I discovered many years ago the secret of having a vase of poppies in the kitchen, normally they drop as soon as you pick them but and here’s my secret, pick them before they are open just as they are about to raise their heads to reach for the sun, that way they open and last quite a while. I picked a tiny vase of flowers  for my kitchen windowsill from the bit of garden I let grow wild. Last year we had huge purple poppies but this they are red and fluffy, they have rather hidden the other plants in there but I do love them so, I picked lavender, nigella, poppies and seed heads and rosemary and as I placed them on my kitchen windowsill it transported me back to my country house kitchen. Sometimes I wonder which is worse, the longing for something you never had or the yearning to go back to a place that you loved. I don’t know the answer to that.

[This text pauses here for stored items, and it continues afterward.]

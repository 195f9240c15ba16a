//! Author entity for SeaORM.

use sea_orm::entity::prelude::*;

#[derive(Clone, Debug, PartialEq, Eq, DeriveEntityModel)]
#[sea_orm(table_name = "authors")]
pub struct Model {
    #[sea_orm(primary_key)]
    pub id: i64,
    #[sea_orm(unique)]
    pub username: String,
}

#[derive(Copy, Clone, Debug, EnumIter, DeriveRelation)]
pub enum Relation {
    #[sea_orm(has_many = "super::post::Entity")]
    Post,
}

impl Related<super::post::Entity> for Entity {
    fn to() -> RelationDef {
        Relation::Post.def()
    }
}

impl ActiveModelBehavior for ActiveModel {}

impl From<Model> for blog_core::domain::Author {
    fn from(model: Model) -> Self {
        Self {
            id: model.id,
            username: model.username,
        }
    }
}
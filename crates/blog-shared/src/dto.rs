//! Data Transfer Objects - query strings and plain responses.

use serde::{Deserialize, Serialize};

/// Query string of the post listing, e.g. `?page=2` or `?page=last`.
#[derive(Debug, Clone, Default, Serialize, Deserialize)]
pub struct ListQuery {
    pub page: Option<String>,
}

/// Query string of the search page, e.g. `?query=ownership`.
#[derive(Debug, Clone, Default, Serialize, Deserialize)]
pub struct SearchQuery {
    pub query: Option<String>,
}

/// Response of the health endpoint.
#[derive(Debug, Clone, Serialize, Deserialize)]
pub struct HealthResponse {
    pub status: String,
    pub version: String,
    /// Which content store serves requests: `postgres` or `memory`.
    pub store: String,
    pub timestamp: String,
}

Tabby came back from her short holiday to Amsterdam with her boyfriend, it was nice to have her back home, she brought me back a white tulip bottle stopper, she knows her mother so well, and a little wooden clog keyring, there was one other gift but I shall leave that story for another day after I have a bit of fun with them first. It is interesting to see how her mind works, she makes me so very proud of her for the way she thinks and analyses things. They walked through the red light district and it had a very profound effect upon her. She said it made her feel strange, here were females, attractive ones at that, selling themselves. It gave her something to think about because she couldn’t get her head round why women would devaluate themselves in that way. She has strong values and ideas and seeing them made her challenge herself. What were they thinking? how does it make men think of women? How does it make other women feel? She would have loved to have the courage to talk to one to see what she was thinking,  just the very thought of someone like herself doing that was shocking to her in as much as everything women have fought for in terms of equality was wiped out. Yes it has certainly made her think. The other thing she was shocked about was the ease with which you could buy cannabis, no secretive underhanded stuff, just like buying a acket of cigarettes. She did say though that everyone was so laid back that even at midnight there were none of the fights we get over here, and there were no need for sex crimes anyway because prostitution was legal. Despite all that, bless her heart, she still thought it was wrong. Maybe I did something right when I was bringing them up.

I still think though that all the things that are important to me are so simple and silly that I must be a sad person, but you know, when I listen to my children I thank God we had that chance to bring them up in the country and with the values they have, they are all great people! So maybe it isn’t so sad after all, maybe my values may not be other people’s but I think they are ok.